**Problem to solve:** A single number is the answer: the count of lines below that contain "TimelineTask".

--- Data listing Enclosed Below ---

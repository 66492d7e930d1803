//! Aggregate statistics over the planning collections
//!
//! Everything here is a pure function of its input slice, so the dashboard,
//! the listings and the exports all agree on the numbers.

use chrono::{NaiveDate, NaiveDateTime, NaiveTime};
use serde::Serialize;

use crate::models::{BudgetCategory, BudgetCategoryId, Guest, Money, RsvpStatus, TimelineTask, Vendor};

/// `round(100 * part / whole)`, or `None` when `whole` is zero
pub fn percentage(part: i64, whole: i64) -> Option<i64> {
    if whole == 0 {
        return None;
    }
    Some(((part as f64 / whole as f64) * 100.0).round() as i64)
}

/// Usage of one budget category
#[derive(Debug, Clone, PartialEq, Eq, Serialize)]
pub struct CategoryUsage {
    pub id: BudgetCategoryId,
    pub name: String,
    pub allocated: Money,
    pub spent: Money,
    pub remaining: Money,
    pub percent_used: Option<i64>,
    pub is_over_budget: bool,
}

/// Totals across all budget categories
#[derive(Debug, Clone, PartialEq, Eq, Serialize)]
pub struct BudgetSummary {
    pub total_allocated: Money,
    pub total_spent: Money,
    pub remaining: Money,
    pub percent_used: Option<i64>,
    pub is_over_budget: bool,
    pub categories: Vec<CategoryUsage>,
}

impl BudgetSummary {
    pub fn from_categories(categories: &[BudgetCategory]) -> Self {
        let total_allocated: Money = categories.iter().map(|c| c.allocated).sum();
        let total_spent: Money = categories.iter().map(|c| c.spent).sum();

        let usage = categories
            .iter()
            .map(|c| CategoryUsage {
                id: c.id,
                name: c.name.clone(),
                allocated: c.allocated,
                spent: c.spent,
                remaining: c.remaining(),
                percent_used: percentage(c.spent.cents(), c.allocated.cents()),
                is_over_budget: c.is_over_budget(),
            })
            .collect();

        Self {
            total_allocated,
            total_spent,
            remaining: total_allocated - total_spent,
            percent_used: percentage(total_spent.cents(), total_allocated.cents()),
            is_over_budget: total_spent > total_allocated,
            categories: usage,
        }
    }
}

/// RSVP counts for the guest list
#[derive(Debug, Clone, Copy, Default, PartialEq, Eq, Serialize)]
pub struct GuestStats {
    pub total: usize,
    pub confirmed: usize,
    pub declined: usize,
    /// Pending, invited or maybe
    pub pending: usize,
    /// Guests with a named plus-one
    pub plus_ones: usize,
    /// Confirmed guests plus the named plus-ones of confirmed guests
    pub attending: usize,
}

impl GuestStats {
    pub fn from_guests(guests: &[Guest]) -> Self {
        let mut stats = Self {
            total: guests.len(),
            ..Self::default()
        };

        for guest in guests {
            match guest.rsvp_status {
                RsvpStatus::Confirmed => {
                    stats.confirmed += 1;
                    stats.attending += 1;
                    if guest.has_plus_one() {
                        stats.attending += 1;
                    }
                }
                RsvpStatus::Declined => stats.declined += 1,
                RsvpStatus::Pending | RsvpStatus::Invited | RsvpStatus::Maybe => {
                    stats.pending += 1
                }
            }
            if guest.has_plus_one() {
                stats.plus_ones += 1;
            }
        }

        stats
    }

    pub fn response_rate(&self) -> Option<i64> {
        percentage((self.confirmed + self.declined) as i64, self.total as i64)
    }
}

/// Vendor counts and committed money
#[derive(Debug, Clone, Copy, Default, PartialEq, Eq, Serialize)]
pub struct VendorStats {
    pub total: usize,
    pub booked: usize,
    /// Booked vendors' final price, else their quote
    pub committed_spend: Money,
    pub deposits_paid: Money,
}

impl VendorStats {
    pub fn from_vendors(vendors: &[Vendor]) -> Self {
        let booked: Vec<&Vendor> = vendors.iter().filter(|v| v.is_booked()).collect();
        Self {
            total: vendors.len(),
            booked: booked.len(),
            committed_spend: booked.iter().map(|v| v.committed_price()).sum(),
            deposits_paid: vendors.iter().map(|v| v.paid_deposit()).sum(),
        }
    }
}

/// Timeline progress
#[derive(Debug, Clone, Copy, Default, PartialEq, Eq, Serialize)]
pub struct TaskStats {
    pub total: usize,
    pub completed: usize,
    pub overdue: usize,
    pub progress: Option<i64>,
}

impl TaskStats {
    pub fn from_tasks(tasks: &[TimelineTask], today: NaiveDate) -> Self {
        let completed = tasks.iter().filter(|t| t.completed).count();
        Self {
            total: tasks.len(),
            completed,
            overdue: tasks.iter().filter(|t| t.is_overdue(today)).count(),
            progress: percentage(completed as i64, tasks.len() as i64),
        }
    }
}

/// Time left until the wedding day begins
#[derive(Debug, Clone, Copy, Default, PartialEq, Eq, Serialize)]
pub struct Countdown {
    pub days: i64,
    pub hours: i64,
    pub minutes: i64,
    pub seconds: i64,
}

impl Countdown {
    /// Countdown to local midnight on `wedding_date`; all zero once it has passed
    pub fn until(wedding_date: NaiveDate, now: NaiveDateTime) -> Self {
        let total = (wedding_date.and_time(NaiveTime::MIN) - now)
            .num_seconds()
            .max(0);
        Self {
            days: total / 86_400,
            hours: (total % 86_400) / 3_600,
            minutes: (total % 3_600) / 60,
            seconds: total % 60,
        }
    }

    pub fn is_over(&self) -> bool {
        *self == Self::default()
    }
}

#[cfg(test)]
mod tests {
    use super::*;
    use crate::models::{Category, VendorStatus};

    fn category(name: &str, allocated: i64, spent: i64) -> BudgetCategory {
        let mut c = BudgetCategory::new(name, Category::Other, Money::from_dollars(allocated));
        c.spent = Money::from_dollars(spent);
        c
    }

    fn guest(status: RsvpStatus, plus_one: Option<&str>) -> Guest {
        let mut g = Guest::new("A", "B");
        g.rsvp_status = status;
        g.plus_one_allowed = plus_one.is_some();
        g.plus_one_name = plus_one.map(String::from);
        g
    }

    #[test]
    fn test_percentage() {
        assert_eq!(percentage(1, 3), Some(33));
        assert_eq!(percentage(2, 3), Some(67));
        assert_eq!(percentage(1, 2), Some(50));
        assert_eq!(percentage(150, 100), Some(150));
        assert_eq!(percentage(5, 0), None);
    }

    #[test]
    fn test_budget_summary() {
        let categories = vec![
            category("Venue", 12000, 8500),
            category("Catering", 8000, 0),
            category("Photography", 4000, 4200),
        ];
        let summary = BudgetSummary::from_categories(&categories);

        assert_eq!(summary.total_allocated, Money::from_dollars(24000));
        assert_eq!(summary.total_spent, Money::from_dollars(12700));
        assert_eq!(summary.remaining, Money::from_dollars(11300));
        assert_eq!(summary.percent_used, Some(53));
        assert!(!summary.is_over_budget);
        assert!(summary.categories[2].is_over_budget);
        assert_eq!(summary.categories[2].percent_used, Some(105));
        assert_eq!(summary.categories[1].percent_used, Some(0));
    }

    #[test]
    fn test_budget_percent_matches_totals() {
        let sets = [
            vec![category("a", 1000, 333), category("b", 3, 1)],
            vec![category("a", 7, 5)],
            vec![category("a", 100, 250), category("b", 0, 40)],
        ];
        for set in &sets {
            let spent: i64 = set.iter().map(|c| c.spent.cents()).sum();
            let allocated: i64 = set.iter().map(|c| c.allocated.cents()).sum();
            let expected = ((spent as f64 / allocated as f64) * 100.0).round() as i64;
            assert_eq!(
                BudgetSummary::from_categories(set).percent_used,
                Some(expected)
            );
        }
    }

    #[test]
    fn test_empty_budget() {
        let summary = BudgetSummary::from_categories(&[]);
        assert_eq!(summary.total_allocated, Money::zero());
        assert_eq!(summary.percent_used, None);
        assert!(!summary.is_over_budget);
    }

    #[test]
    fn test_over_budget() {
        let summary = BudgetSummary::from_categories(&[category("Venue", 100, 101)]);
        assert!(summary.is_over_budget);
        assert_eq!(summary.remaining, Money::from_dollars(-1));
    }

    #[test]
    fn test_guest_stats() {
        let guests = vec![
            guest(RsvpStatus::Confirmed, Some("David")),
            guest(RsvpStatus::Confirmed, None),
            guest(RsvpStatus::Pending, None),
            guest(RsvpStatus::Declined, None),
            guest(RsvpStatus::Confirmed, Some("Tom")),
            guest(RsvpStatus::Invited, Some("Sam")),
            guest(RsvpStatus::Confirmed, None),
            guest(RsvpStatus::Maybe, None),
        ];
        let stats = GuestStats::from_guests(&guests);

        assert_eq!(stats.total, 8);
        assert_eq!(stats.confirmed, 4);
        assert_eq!(stats.declined, 1);
        assert_eq!(stats.pending, 3);
        assert_eq!(stats.plus_ones, 3);
        // Sam is the plus-one of an invited guest and is not attending yet
        assert_eq!(stats.attending, 6);
        assert_eq!(stats.confirmed + stats.declined + stats.pending, stats.total);
        assert_eq!(stats.response_rate(), Some(63));
    }

    #[test]
    fn test_guest_partition_holds_for_every_status_mix() {
        let statuses = RsvpStatus::all();
        for n in 0..statuses.len() * 3 {
            let guests: Vec<Guest> = (0..n)
                .map(|i| guest(statuses[(i * 7 + n) % statuses.len()], None))
                .collect();
            let stats = GuestStats::from_guests(&guests);
            assert_eq!(stats.confirmed + stats.declined + stats.pending, stats.total);
        }
    }

    #[test]
    fn test_vendor_stats() {
        let mut photo = Vendor::new("Emily Rose", Category::Photography);
        photo.status = VendorStatus::Booked;
        photo.quoted_price = Some(Money::from_dollars(4000));
        photo.final_price = Some(Money::from_dollars(3800));
        photo.deposit_amount = Some(Money::from_dollars(1000));
        photo.deposit_paid = true;

        let mut dj = Vendor::new("DJ Mike", Category::Music);
        dj.status = VendorStatus::Booked;
        dj.quoted_price = Some(Money::from_dollars(1500));

        let mut florist = Vendor::new("Bloom", Category::Flowers);
        florist.status = VendorStatus::Quoted;
        florist.quoted_price = Some(Money::from_dollars(2500));
        florist.deposit_amount = Some(Money::from_dollars(500));

        let stats = VendorStats::from_vendors(&[photo, dj, florist]);
        assert_eq!(stats.total, 3);
        assert_eq!(stats.booked, 2);
        assert_eq!(stats.committed_spend, Money::from_dollars(5300));
        assert_eq!(stats.deposits_paid, Money::from_dollars(1000));
    }

    #[test]
    fn test_task_stats() {
        let today = NaiveDate::from_ymd_opt(2026, 5, 10).unwrap();
        let mut late = TimelineTask::new("late", Category::Other);
        late.due_date = NaiveDate::from_ymd_opt(2026, 5, 1);
        let mut done = TimelineTask::new("done", Category::Other);
        done.set_completed(true);
        let open = TimelineTask::new("open", Category::Other);

        let stats = TaskStats::from_tasks(&[late, done, open], today);
        assert_eq!(stats.total, 3);
        assert_eq!(stats.completed, 1);
        assert_eq!(stats.overdue, 1);
        assert_eq!(stats.progress, Some(33));

        assert_eq!(TaskStats::from_tasks(&[], today).progress, None);
    }

    #[test]
    fn test_countdown() {
        let wedding = NaiveDate::from_ymd_opt(2026, 6, 1).unwrap();
        let now = NaiveDate::from_ymd_opt(2026, 5, 30)
            .unwrap()
            .and_hms_opt(22, 29, 15)
            .unwrap();
        let c = Countdown::until(wedding, now);
        assert_eq!(
            c,
            Countdown {
                days: 1,
                hours: 1,
                minutes: 30,
                seconds: 45
            }
        );
        assert!(!c.is_over());

        let after = NaiveDate::from_ymd_opt(2026, 6, 2)
            .unwrap()
            .and_hms_opt(0, 0, 0)
            .unwrap();
        assert!(Countdown::until(wedding, after).is_over());
    }
}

--- End of Enclosed Data listing ---

**Result for this exercise:** 5